Baseline patient characteristics
The demographic and clinical characteristics of the study cohort are shown in Table 1. A total of 140 subjects (age range, 25–81 years) were enrolled, including 60 patients with DM (44.3%). Of these patients, the causes of CKD were chronic glomerulonephritis (n = 41, 29.3%), hypertensive renal disease (n = 39, 27.9%), diabetic nephropathy (n = 33, 23.6%), chronic interstitial nephritis (n = 15, 10.7%), polycystic kidney disease (n = 3, 2.1%), autoimmune diseases (n = 2, 1.4%) and other diseases (n = 7, 5.0%). There were 58, 36 and 46 patients in CKD stages 3 (41.4%), 4 (25.7%) and 5 (32.9%), respectively.
The median eGFR was 24.9 mL/min/1.73m2, and the median serum sclerostin concentration was 46.76 pmol/L. Carotid atherosclerotic plaques were detected in 104 subjects (74.3%). Males had significantly higher serum sclerostin levels compared with females (57.26 vs. 43.05 pmol/L; median, p < 0.001). While patients with a history of smoking (59.08 vs. 45.93 pmol/L; median, p = 0.063) and hypertension (47.75 vs. 34.41 pmol/L; median, p = 0.056) tended to have higher sclerostin levels compared with those without. Sclerostin levels were comparable between patients with and without DM (47.28 vs. 45.75 pmol/L; median, p = 0.273).
Relationships between serum sclerostin and both renal function and bone and mineral metabolism markers
With the deterioration of renal function, levels of serum sclerostin gradually increased.
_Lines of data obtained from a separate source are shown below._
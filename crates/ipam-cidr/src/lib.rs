//! CIDR networks for IPv4 and IPv6
//!
//! Provides the address-space arithmetic the allocator builds on:
//! - Parse CIDR notation (e.g., "192.168.0.0/24", "2001:db8::/64")
//! - Containment and overlap tests between networks and addresses
//! - Usable host ranges (IPv4 excludes network/broadcast below /31)
//! - Lazy host iteration that never materializes a range
//! - Overflow-safe range sizes (an IPv6 /0 holds 2^128 addresses)
//!
//! Addresses of both families are held as `u128` internally; IPv4 values
//! occupy the low 32 bits.
//!
//! # Examples
//!
//! ```
//! use ipam_cidr::Network;
//! use std::net::IpAddr;
//!
//! let net = Network::parse("192.168.1.0/24").unwrap();
//! assert_eq!(net.prefix_len(), 24);
//! assert!(net.contains("192.168.1.1".parse::<IpAddr>().unwrap()));
//! assert!(!net.contains("192.168.0.1".parse::<IpAddr>().unwrap()));
//! assert_eq!(net.first_usable().to_string(), "192.168.1.1");
//! ```

use serde::{Deserialize, Serialize, Serializer};
use std::fmt;
use std::net::{IpAddr, Ipv4Addr, Ipv6Addr};
use std::str::FromStr;
use thiserror::Error;

/// CIDR errors
#[derive(Error, Debug, Clone, PartialEq, Eq)]
pub enum CidrError {
    /// Invalid CIDR notation
    #[error("Invalid CIDR notation: {0}")]
    InvalidNotation(String),

    /// Invalid IP address
    #[error("Invalid IP address: {0}")]
    InvalidIpAddress(String),

    /// Prefix length outside the family's range
    #[error("Invalid prefix length: /{prefix_len} (must be 0-{max})")]
    InvalidPrefixLength { prefix_len: u8, max: u8 },
}

pub type Result<T> = std::result::Result<T, CidrError>;

/// 2^128, the size of the whole IPv6 space
const FULL_V6_SPACE: &str = "340282366920938463463374607431768211456";

/// Address family
#[derive(Debug, Clone, Copy, PartialEq, Eq, Hash, PartialOrd, Ord, Serialize, Deserialize)]
#[serde(rename_all = "lowercase")]
pub enum Family {
    V4,
    V6,
}

impl Family {
    /// Family of an address
    pub fn of(ip: &IpAddr) -> Self {
        match ip {
            IpAddr::V4(_) => Family::V4,
            IpAddr::V6(_) => Family::V6,
        }
    }

    /// Address width in bits
    pub fn bits(self) -> u8 {
        match self {
            Family::V4 => 32,
            Family::V6 => 128,
        }
    }

    /// Largest address value of this family
    fn max_value(self) -> u128 {
        match self {
            Family::V4 => u32::MAX as u128,
            Family::V6 => u128::MAX,
        }
    }

    /// Build an address of this family from its numeric value
    pub fn addr(self, bits: u128) -> IpAddr {
        match self {
            Family::V4 => IpAddr::V4(Ipv4Addr::from(bits as u32)),
            Family::V6 => IpAddr::V6(Ipv6Addr::from(bits)),
        }
    }
}

impl fmt::Display for Family {
    fn fmt(&self, f: &mut fmt::Formatter<'_>) -> fmt::Result {
        match self {
            Family::V4 => write!(f, "IPv4"),
            Family::V6 => write!(f, "IPv6"),
        }
    }
}

/// Numeric value of an address
pub fn ip_to_bits(ip: IpAddr) -> u128 {
    match ip {
        IpAddr::V4(v4) => u32::from(v4) as u128,
        IpAddr::V6(v6) => u128::from(v6),
    }
}

/// Number of addresses in a range
///
/// Every range below 2^128 is exact; `Full` is the single value that does
/// not fit a `u128` (the whole IPv6 space).
#[derive(Debug, Clone, Copy, PartialEq, Eq, Hash, PartialOrd, Ord)]
pub enum AddressCount {
    Exact(u128),
    Full,
}

impl AddressCount {
    /// Value as `u128`, `None` for the full IPv6 space
    pub fn as_u128(&self) -> Option<u128> {
        match self {
            AddressCount::Exact(n) => Some(*n),
            AddressCount::Full => None,
        }
    }

    /// Subtract, clamping at zero
    pub fn saturating_sub(self, n: u128) -> Self {
        match self {
            AddressCount::Exact(v) => AddressCount::Exact(v.saturating_sub(n)),
            AddressCount::Full if n == 0 => AddressCount::Full,
            AddressCount::Full => AddressCount::Exact(u128::MAX - (n - 1)),
        }
    }
}

impl fmt::Display for AddressCount {
    fn fmt(&self, f: &mut fmt::Formatter<'_>) -> fmt::Result {
        match self {
            AddressCount::Exact(n) => write!(f, "{}", n),
            AddressCount::Full => f.write_str(FULL_V6_SPACE),
        }
    }
}

// Serialized as a decimal string: JSON consumers cannot hold 2^128.
impl Serialize for AddressCount {
    fn serialize<S: Serializer>(&self, serializer: S) -> std::result::Result<S::Ok, S::Error> {
        serializer.collect_str(self)
    }
}

/// CIDR block of either family
///
/// Always normalized: host bits of the network address are zero. Ordering
/// is family, then network address, then prefix length, so a supernet
/// sorts before the subnets that share its first address.
#[derive(Debug, Clone, Copy, PartialEq, Eq, Hash, PartialOrd, Ord, Serialize, Deserialize)]
#[serde(try_from = "String", into = "String")]
pub struct Network {
    family: Family,
    /// Network address (host bits cleared)
    network: u128,
    /// Prefix length (0-32 or 0-128)
    prefix_len: u8,
}

impl Network {
    /// Parse CIDR notation string
    ///
    /// Host bits are cleared, so "172.16.0.1/16" parses as "172.16.0.0/16".
    /// IPv6 networks written with an embedded dotted quad are rejected as
    /// mixed-family notation.
    ///
    /// # Examples
    ///
    /// ```
    /// use ipam_cidr::Network;
    ///
    /// let net = Network::parse("10.0.0.0/8").unwrap();
    /// assert_eq!(net.prefix_len(), 8);
    /// assert_eq!(Network::parse("2001:db8::1/32").unwrap().to_string(), "2001:db8::/32");
    /// ```
    pub fn parse(cidr: &str) -> Result<Self> {
        let cidr = cidr.trim();
        let (ip_str, prefix_str) = cidr.split_once('/').ok_or_else(|| {
            CidrError::InvalidNotation(format!("{}: expected address/prefix", cidr))
        })?;

        if prefix_str.is_empty() || !prefix_str.bytes().all(|b| b.is_ascii_digit()) {
            return Err(CidrError::InvalidNotation(format!(
                "Invalid prefix: {}",
                prefix_str
            )));
        }
        let prefix_len: u8 = prefix_str
            .parse()
            .map_err(|_| CidrError::InvalidNotation(format!("Invalid prefix: {}", prefix_str)))?;

        let ip: IpAddr = ip_str
            .parse()
            .map_err(|_| CidrError::InvalidIpAddress(ip_str.to_string()))?;

        if ip.is_ipv6() && ip_str.contains('.') {
            return Err(CidrError::InvalidNotation(format!(
                "{}: mixed IPv4/IPv6 notation",
                cidr
            )));
        }

        Self::new(ip, prefix_len)
    }

    /// Create a network from any address inside it and a prefix length
    pub fn new(ip: IpAddr, prefix_len: u8) -> Result<Self> {
        let family = Family::of(&ip);
        if prefix_len > family.bits() {
            return Err(CidrError::InvalidPrefixLength {
                prefix_len,
                max: family.bits(),
            });
        }

        let mut net = Self {
            family,
            network: 0,
            prefix_len,
        };
        net.network = ip_to_bits(ip) & net.mask_bits();
        Ok(net)
    }

    /// Single-address network (/32 or /128)
    pub fn host(ip: IpAddr) -> Self {
        let family = Family::of(&ip);
        Self {
            family,
            network: ip_to_bits(ip),
            prefix_len: family.bits(),
        }
    }

    /// Address family
    pub fn family(&self) -> Family {
        self.family
    }

    /// Get prefix length
    pub fn prefix_len(&self) -> u8 {
        self.prefix_len
    }

    /// Number of host bits
    pub fn host_len(&self) -> u8 {
        self.family.bits() - self.prefix_len
    }

    fn host_mask_bits(&self) -> u128 {
        match self.host_len() {
            0 => 0,
            128 => u128::MAX,
            n => (1u128 << n) - 1,
        }
    }

    fn mask_bits(&self) -> u128 {
        self.family.max_value() & !self.host_mask_bits()
    }

    /// Network address
    pub fn network(&self) -> IpAddr {
        self.family.addr(self.network)
    }

    /// Network mask
    pub fn mask(&self) -> IpAddr {
        self.family.addr(self.mask_bits())
    }

    /// Last address of the range (the broadcast address for IPv4)
    pub fn broadcast(&self) -> IpAddr {
        self.family.addr(self.bounds().1)
    }

    /// First and last address of the whole range, as numbers
    pub fn bounds(&self) -> (u128, u128) {
        (self.network, self.network | self.host_mask_bits())
    }

    /// Whether the network and broadcast addresses are withheld from use
    ///
    /// Only IPv4 prefixes shorter than /31 withhold them; /31, /32 and all
    /// of IPv6 use every address.
    pub fn excludes_edges(&self) -> bool {
        self.family == Family::V4 && self.prefix_len < 31
    }

    /// First and last usable host, as numbers
    pub fn usable_bounds(&self) -> (u128, u128) {
        let (first, last) = self.bounds();
        if self.excludes_edges() {
            (first + 1, last - 1)
        } else {
            (first, last)
        }
    }

    /// Get first usable IP
    pub fn first_usable(&self) -> IpAddr {
        self.family.addr(self.usable_bounds().0)
    }

    /// Get last usable IP
    pub fn last_usable(&self) -> IpAddr {
        self.family.addr(self.usable_bounds().1)
    }

    /// First and last usable host
    pub fn host_range(&self) -> (IpAddr, IpAddr) {
        (self.first_usable(), self.last_usable())
    }

    /// Total number of addresses in this block
    pub fn size(&self) -> AddressCount {
        match self.host_len() {
            128 => AddressCount::Full,
            n => AddressCount::Exact(1u128 << n),
        }
    }

    /// Number of usable host addresses
    pub fn usable_count(&self) -> AddressCount {
        if self.excludes_edges() {
            self.size().saturating_sub(2)
        } else {
            self.size()
        }
    }

    /// Check if IP address is in this block
    ///
    /// Addresses of the other family are never contained.
    pub fn contains(&self, ip: IpAddr) -> bool {
        Family::of(&ip) == self.family && self.contains_bits(ip_to_bits(ip))
    }

    fn contains_bits(&self, bits: u128) -> bool {
        bits & self.mask_bits() == self.network
    }

    /// Check if IP address is a usable host of this block
    pub fn is_usable(&self, ip: IpAddr) -> bool {
        if !self.contains(ip) {
            return false;
        }
        let (first, last) = self.usable_bounds();
        let bits = ip_to_bits(ip);
        bits >= first && bits <= last
    }

    /// Check if `other` lies entirely within this block (equal blocks included)
    pub fn contains_network(&self, other: &Network) -> bool {
        self.family == other.family
            && other.prefix_len >= self.prefix_len
            && self.contains_bits(other.network)
    }

    /// Check if `other` lies within this block and is smaller
    pub fn strictly_contains(&self, other: &Network) -> bool {
        self.contains_network(other) && other.prefix_len > self.prefix_len
    }

    /// Check if the two blocks share at least one address
    pub fn overlaps(&self, other: &Network) -> bool {
        if self.family != other.family {
            return false;
        }
        let (a_start, a_end) = self.bounds();
        let (b_start, b_end) = other.bounds();
        a_start <= b_end && b_start <= a_end
    }

    /// Lazy iterator over all addresses in this block
    pub fn iter(&self) -> Hosts {
        let (first, last) = self.bounds();
        Hosts::new(self.family, first, last)
    }

    /// Lazy iterator over the usable hosts of this block
    pub fn hosts(&self) -> Hosts {
        self.hosts_from(0)
    }

    /// Lazy iterator over usable hosts, starting `offset` hosts in
    pub fn hosts_from(&self, offset: u128) -> Hosts {
        let (first, last) = self.usable_bounds();
        match first.checked_add(offset) {
            Some(start) if start <= last => Hosts::new(self.family, start, last),
            _ => Hosts::empty(self.family),
        }
    }
}

impl fmt::Display for Network {
    fn fmt(&self, f: &mut fmt::Formatter<'_>) -> fmt::Result {
        write!(f, "{}/{}", self.network(), self.prefix_len)
    }
}

impl FromStr for Network {
    type Err = CidrError;

    fn from_str(s: &str) -> Result<Self> {
        Network::parse(s)
    }
}

impl TryFrom<String> for Network {
    type Error = CidrError;

    fn try_from(value: String) -> Result<Self> {
        Network::parse(&value)
    }
}

impl From<Network> for String {
    fn from(value: Network) -> Self {
        value.to_string()
    }
}

/// Iterator over a contiguous run of addresses
///
/// Holds only the cursor, so iterating a /64 costs nothing up front.
#[derive(Debug, Clone)]
pub struct Hosts {
    family: Family,
    next: u128,
    end: u128,
    done: bool,
}

impl Hosts {
    fn new(family: Family, start: u128, end: u128) -> Self {
        Self {
            family,
            next: start,
            end,
            done: start > end,
        }
    }

    fn empty(family: Family) -> Self {
        Self {
            family,
            next: 0,
            end: 0,
            done: true,
        }
    }
}

impl Iterator for Hosts {
    type Item = IpAddr;

    fn next(&mut self) -> Option<Self::Item> {
        if self.done {
            return None;
        }
        let current = self.next;
        if current == self.end {
            self.done = true;
        } else {
            self.next += 1;
        }
        Some(self.family.addr(current))
    }
}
Spearman correlation analysis showed that serum sclerostin was negatively correlated with eGFR (r = -0.214, P = 0.011), and the sclerostin level in patients with CKD stage 5 was significantly higher than that in patients with CKD stage 3 (42.53 vs. 52.64 ng/mL, median, p = 0.048), but the levels were comparable in patients with CKD stage 3 and 4 (42.53 vs. 44.11 ng/mL, p = 0.741) and in patients with CKD stage 4 and 5 (44.11 vs. 52.64 ng/mL, p = 0.115), as shown in Figure 1. Spearman correlation analysis showed that serum sclerostin was negatively correlated with calcium (r = -0.225, P = 0.007), but positively correlated with phosphorus (r = 0.185, P = 0.028). There were no significant correlations between serum sclerostin and iPTH, hs-CRP or alkaline phosphatase.
Differences between the characteristics of the high and low sclerostin groups
The subjects (n = 140) were divided into two groups according to the median sclerostin levels (46.76pmol/L, “high” and “low” groups), as in previous studies [19]. The subjects in the high group showed a higher proportion of male patients (p = 0.042) and higher levels of serum phosphate (p = 0.002), and lower levels of eGFR (p = 0.020), serum total calcium (p = 0.007), hemoglobin (p = 0.008) and ALP (p = 0.034). (Table 1).
Comparisons between patients with and without atherosclerotic plaques
Subjects were divided into two groups according to whether they had carotid atherosclerotic plaques or not: a plaque group (n = 104) and a non-plaque group (n = 36). The plaque group had higher levels of serum sclerostin (P = 0.013), as shown in Figure 2. Moreover, the plaque group was significantly older (P < 0.001) and had a higher prevalence of hypertension (P = 0.007) and DM (P < 0.001), compared with the non-plaque group. (Table 2).
Factors related to carotid atherosclerotic plaques
Unconditional logistic regression analysis was used to analyze the related factors for carotid atherosclerotic plaques, and age, body mass index (BMI), DM, hypertension, eGFR and sclerostin (p < 0.05) were used as independent variables, and the presence of carotid atherosclerotic plaques was used as the dependent variable. This analysis showed that age, BMI, DM and sclerostin were independent factors that were significantly related to the presence of carotid plaques, with odds ratios (ORs) of 1.136 (1.082, 1.192), 1.170 (1.000, 1.369), 3.372 (1.020, 11.142) and 1.026 (1.003,1.051), respectively (Table 3).